I knew I should’ve stuck to my usual bottle of JulBrew (the local beer), but at least tonic water has quinine.
So, I fell into bed at midnight to find two of the little devils dive-bombing the net from the outside. Armed with my imported can of PifPaf (I already have my eye on a mega can of the Gambian equivalent, Bop, when stocks run low) it was a case of quickest on the draw wins. Once they are dazed and confused with the fumes then it’s a quick vicious hand swat against the whitewashed wall – sorry Housekeeping – and job done.
It was only 20 minutes later as I dropped off that the whining started up again. One more mozzie had made its way under the net – or was it silently lying in wait? – and was on a revenge mission to avenge its fallen brethren. This time it was a handy flip-flop that saved my hide.

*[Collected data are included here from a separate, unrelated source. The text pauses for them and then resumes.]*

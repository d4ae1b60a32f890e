//! Rate limiter (C4): token-bucket and sliding-window variants, named
//! registries for LLM / per-tool / file-read limiters.

use std::collections::HashMap;
use std::sync::Arc;
use std::time::{Duration, Instant};

use tokio::select;
use tokio::sync::Mutex;
use tokio::time::sleep;
use tokio_util::sync::CancellationToken;

use crate::error::Error;

struct BucketInner {
    tokens: f64,
    last_refill: Instant,
}

/// Replenishes by `elapsed * rate` up to `burst` on every check.
#[derive(Clone)]
pub struct TokenBucketRateLimiter {
    name: String,
    rate: f64,
    burst: f64,
    inner: Arc<Mutex<BucketInner>>,
}

impl TokenBucketRateLimiter {
    pub fn new(name: impl Into<String>, rate: f64, burst: f64) -> Self {
        Self {
            name: name.into(),
            rate,
            burst,
            inner: Arc::new(Mutex::new(BucketInner {
                tokens: burst,
                last_refill: Instant::now(),
            })),
        }
    }

    fn replenish(inner: &mut BucketInner, rate: f64, burst: f64) {
        let elapsed = inner.last_refill.elapsed().as_secs_f64();
        inner.tokens = (inner.tokens + elapsed * rate).min(burst);
        inner.last_refill = Instant::now();
    }

    pub async fn available_tokens(&self) -> f64 {
        let mut inner = self.inner.lock().await;
        Self::replenish(&mut inner, self.rate, self.burst);
        inner.tokens
    }

    pub async fn try_acquire(&self, tokens: f64) -> bool {
        let mut inner = self.inner.lock().await;
        Self::replenish(&mut inner, self.rate, self.burst);
        if inner.tokens >= tokens {
            inner.tokens -= tokens;
            true
        } else {
            false
        }
    }

    /// Blocks until `tokens` are available, `timeout` elapses, or `cancel`
    /// fires.
    pub async fn acquire(
        &self,
        tokens: f64,
        timeout: Option<Duration>,
        cancel: &CancellationToken,
    ) -> Result<(), Error> {
        let deadline = timeout.map(|t| Instant::now() + t);
        loop {
            let wait = {
                let mut inner = self.inner.lock().await;
                Self::replenish(&mut inner, self.rate, self.burst);
                if inner.tokens >= tokens {
                    inner.tokens -= tokens;
                    return Ok(());
                }
                let needed = tokens - inner.tokens;
                Duration::from_secs_f64((needed / self.rate).max(0.0))
            };

            if let Some(deadline) = deadline {
                if Instant::now() + wait > deadline {
                    return Err(Error::ResourceRateLimit(format!(
                        "timed out waiting for rate limiter '{}'",
                        self.name
                    )));
                }
            }
            select! {
                _ = sleep(wait.min(Duration::from_millis(50))) => {}
                _ = cancel.cancelled() => return Err(Error::AgentCancelled),
            }
        }
    }
}

struct WindowInner {
    timestamps: Vec<Instant>,
}

/// Admits up to `max_requests` within a trailing `window`.
#[derive(Clone)]
pub struct SlidingWindowRateLimiter {
    name: String,
    max_requests: usize,
    window: Duration,
    inner: Arc<Mutex<WindowInner>>,
}

impl SlidingWindowRateLimiter {
    pub fn new(name: impl Into<String>, max_requests: usize, window: Duration) -> Self {
        Self {
            name: name.into(),
            max_requests,
            window,
            inner: Arc::new(Mutex::new(WindowInner { timestamps: Vec::new() })),
        }
    }

    fn evict_expired(inner: &mut WindowInner, window: Duration) {
        let now = Instant::now();
        inner.timestamps.retain(|t| now.duration_since(*t) < window);
    }

    pub async fn acquire(
        &self,
        timeout: Option<Duration>,
        cancel: &CancellationToken,
    ) -> Result<(), Error> {
        let deadline = timeout.map(|t| Instant::now() + t);
        loop {
            let wait = {
                let mut inner = self.inner.lock().await;
                Self::evict_expired(&mut inner, self.window);
                if inner.timestamps.len() < self.max_requests {
                    inner.timestamps.push(Instant::now());
                    return Ok(());
                }
                let oldest = inner.timestamps.first().copied().unwrap();
                let until_expiry = self.window.saturating_sub(oldest.elapsed());
                until_expiry + Duration::from_millis(10)
            };

            if let Some(deadline) = deadline {
                if Instant::now() + wait > deadline {
                    return Err(Error::ResourceRateLimit(format!(
                        "timed out waiting for rate limiter '{}'",
                        self.name
                    )));
                }
            }
            select! {
                _ = sleep(wait) => {}
                _ = cancel.cancelled() => return Err(Error::AgentCancelled),
            }
        }
    }
}

enum Limiter {
    TokenBucket(TokenBucketRateLimiter),
    SlidingWindow(SlidingWindowRateLimiter),
}

/// Lazily creates named limiters on first reference, matching
/// `get_rate_limiter(name, rate, burst)`.
#[derive(Clone, Default)]
pub struct RateLimiterRegistry {
    limiters: Arc<Mutex<HashMap<String, Limiter>>>,
}

impl RateLimiterRegistry {
    pub fn new() -> Self {
        Self::default()
    }

    pub async fn get_token_bucket(&self, name: &str, rate: f64, burst: f64) -> TokenBucketRateLimiter {
        let mut limiters = self.limiters.lock().await;
        match limiters.entry(name.to_string()).or_insert_with(|| {
            Limiter::TokenBucket(TokenBucketRateLimiter::new(name, rate, burst))
        }) {
            Limiter::TokenBucket(l) => l.clone(),
            Limiter::SlidingWindow(_) => unreachable!("limiter name reused with different kind"),
        }
    }

    /// LLM limiter: ~1/s, burst 5.
    pub async fn llm(&self) -> TokenBucketRateLimiter {
        self.get_token_bucket("llm", 1.0, 5.0).await
    }

    /// Per-external-tool limiter: 0.2/s, burst 3.
    pub async fn external_tool(&self, tool_name: &str) -> TokenBucketRateLimiter {
        self.get_token_bucket(&format!("tool:{tool_name}"), 0.2, 3.0).await
    }

    /// File-read limiter: 10/s, burst 20.
    pub async fn file_read(&self) -> TokenBucketRateLimiter {
        self.get_token_bucket("file_read", 10.0, 20.0).await
    }
}

#[cfg(test)]
mod tests {
    use super::*;

    #[tokio::test]
    async fn test_token_bucket_burst_then_wait() {
        // B4: rate 1/s, burst 5, six immediate acquires: first 5 instant, 6th waits ~1s.
        let limiter = TokenBucketRateLimiter::new("t", 1.0, 5.0);
        for _ in 0..5 {
            assert!(limiter.try_acquire(1.0).await);
        }
        assert!(!limiter.try_acquire(1.0).await);

        let start = Instant::now();
        let cancel = CancellationToken::new();
        limiter.acquire(1.0, Some(Duration::from_secs(2)), &cancel).await.unwrap();
        assert!(start.elapsed() >= Duration::from_millis(800));
    }

    #[tokio::test]
    async fn test_token_bucket_replenishes_over_time() {
        let limiter = TokenBucketRateLimiter::new("t", 10.0, 2.0);
        assert!(limiter.try_acquire(2.0).await);
        assert!(!limiter.try_acquire(1.0).await);
        tokio::time::sleep(Duration::from_millis(150)).await;
        assert!(limiter.available_tokens().await >= 1.0);
    }

    #[tokio::test]
    async fn test_sliding_window_admits_up_to_max() {
        let limiter = SlidingWindowRateLimiter::new("w", 2, Duration::from_millis(100));
        let cancel = CancellationToken::new();
        limiter.acquire(None, &cancel).await.unwrap();
        limiter.acquire(None, &cancel).await.unwrap();
        let result = limiter.acquire(Some(Duration::from_millis(10)), &cancel).await;
        assert!(result.is_err());
    }

    #[tokio::test]
    async fn test_registry_reuses_named_limiter() {
        let registry = RateLimiterRegistry::new();
        let a = registry.llm().await;
        let b = registry.llm().await;
        a.try_acquire(5.0).await;
        assert!(b.available_tokens().await < 1.0);
    }
}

But joking aside, malaria is no joke here. Most of the expats I’ve met who have spent any length of time in the country have all had a bout of malaria at some point, even when taking prophylactics. And apart from the high incidence in small children, Gambians who travel overseas and then return home often succumb to a dose before readjusting.
Achy joints, headaches and flu-like symptoms are often a precursor and the advice is to go get a blood test if you even remotely think it’s malarial. The symptoms occur in repeating eight-hour cycles and if diagnosed early it just takes a course of antibiotics to return to full health but if untreated it can be extremely serious, or even fatal.